Repeat each of these records exactly.

(Excerpts from a dataset)
※

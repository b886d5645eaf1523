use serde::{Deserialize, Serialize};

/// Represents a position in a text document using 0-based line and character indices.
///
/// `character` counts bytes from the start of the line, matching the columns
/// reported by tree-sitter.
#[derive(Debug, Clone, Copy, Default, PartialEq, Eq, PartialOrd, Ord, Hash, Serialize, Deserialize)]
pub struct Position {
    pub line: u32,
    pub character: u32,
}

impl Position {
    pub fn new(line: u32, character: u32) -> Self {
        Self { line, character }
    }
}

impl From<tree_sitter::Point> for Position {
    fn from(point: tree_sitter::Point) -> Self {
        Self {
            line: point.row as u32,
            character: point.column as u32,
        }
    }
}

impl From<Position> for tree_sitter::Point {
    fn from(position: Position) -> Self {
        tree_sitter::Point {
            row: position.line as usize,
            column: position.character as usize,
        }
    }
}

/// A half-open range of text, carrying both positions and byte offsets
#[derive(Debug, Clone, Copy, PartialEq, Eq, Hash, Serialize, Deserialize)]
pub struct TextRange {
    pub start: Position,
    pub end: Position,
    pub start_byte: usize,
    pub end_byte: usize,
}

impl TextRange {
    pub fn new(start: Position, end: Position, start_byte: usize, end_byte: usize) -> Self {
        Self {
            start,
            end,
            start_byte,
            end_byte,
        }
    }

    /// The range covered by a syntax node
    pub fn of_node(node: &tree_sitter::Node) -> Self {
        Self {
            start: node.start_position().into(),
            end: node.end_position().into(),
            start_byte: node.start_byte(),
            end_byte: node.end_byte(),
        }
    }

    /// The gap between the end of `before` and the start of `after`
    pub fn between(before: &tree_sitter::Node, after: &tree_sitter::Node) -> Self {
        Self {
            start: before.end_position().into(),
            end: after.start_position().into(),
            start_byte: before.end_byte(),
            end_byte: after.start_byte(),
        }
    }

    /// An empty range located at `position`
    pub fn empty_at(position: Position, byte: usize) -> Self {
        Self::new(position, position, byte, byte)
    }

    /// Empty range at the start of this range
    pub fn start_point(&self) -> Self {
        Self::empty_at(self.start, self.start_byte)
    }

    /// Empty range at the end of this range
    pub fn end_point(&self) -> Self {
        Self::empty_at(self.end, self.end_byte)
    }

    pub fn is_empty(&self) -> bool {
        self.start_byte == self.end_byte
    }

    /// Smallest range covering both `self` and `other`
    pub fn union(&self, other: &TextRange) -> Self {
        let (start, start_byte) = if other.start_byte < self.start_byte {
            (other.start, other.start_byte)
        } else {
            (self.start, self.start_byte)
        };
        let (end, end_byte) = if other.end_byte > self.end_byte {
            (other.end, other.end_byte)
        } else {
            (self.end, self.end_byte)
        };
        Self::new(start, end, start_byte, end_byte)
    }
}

※

• [Answer]:
repository b886d5645eaf1523
use serde::{Deserialize, Serialize};

/// Represents a position in a text document using 0-based line and character indices.
///
/// `character` counts bytes from the start of the line, matching the columns
/// reported by tree-sitter.
#[derive(Debug, Clone, Copy, Default, PartialEq, Eq, PartialOrd, Ord, Hash, Serialize, Deserialize)]
pub struct Position {
    pub line: u32,
    pub character: u32,
}

impl Position {
    pub fn new(line: u32, character: u32) -> Self {
        Self { line, character }
    }
}

impl From<tree_sitter::Point> for Position {
    fn from(point: tree_sitter::Point) -> Self {
        Self {
            line: point.row as u32,
            character: point.column as u32,
        }
    }
}

impl From<Position> for tree_sitter::Point {
    fn from(position: Position) -> Self {
        tree_sitter::Point {
            row: position.line as usize,
            column: position.character as usize,
        }
    }
}

/// A half-open range of text, carrying both positions and byte offsets
#[derive(Debug, Clone, Copy, PartialEq, Eq, Hash, Serialize, Deserialize)]
pub struct TextRange {
    pub start: Position,
    pub end: Position,
    pub start_byte: usize,
    pub end_byte: usize,
}

impl TextRange {
    pub fn new(start: Position, end: Position, start_byte: usize, end_byte: usize) -> Self {
        Self {
            start,
            end,
            start_byte,
            end_byte,
        }
    }

    /// The range covered by a syntax node
    pub fn of_node(node: &tree_sitter::Node) -> Self {
        Self {
            start: node.start_position().into(),
            end: node.end_position().into(),
            start_byte: node.start_byte(),
            end_byte: node.end_byte(),
        }
    }

    /// The gap between the end of `before` and the start of `after`
    pub fn between(before: &tree_sitter::Node, after: &tree_sitter::Node) -> Self {
        Self {
            start: before.end_position().into(),
            end: after.start_position().into(),
            start_byte: before.end_byte(),
            end_byte: after.start_byte(),
        }
    }

    /// An empty range located at `position`
    pub fn empty_at(position: Position, byte: usize) -> Self {
        Self::new(position, position, byte, byte)
    }

    /// Empty range at the start of this range
    pub fn start_point(&self) -> Self {
        Self::empty_at(self.start, self.start_byte)
    }

    /// Empty range at the end of this range
    pub fn end_point(&self) -> Self {
        Self::empty_at(self.end, self.end_byte)
    }

    pub fn is_empty(&self) -> bool {
        self.start_byte == self.end_byte
    }

    /// Smallest range covering both `self` and `other`
    pub fn union(&self, other: &TextRange) -> Self {
        let (start, start_byte) = if other.start_byte < self.start_byte {
            (other.start, other.start_byte)
        } else {
            (self.start, self.start_byte)
        };
        let (end, end_byte) = if other.end_byte > self.end_byte {
            (other.end, other.end_byte)
        } else {
            (self.end, self.end_byte)
        };
        Self::new(start, end, start_byte, end_byte)
    }
}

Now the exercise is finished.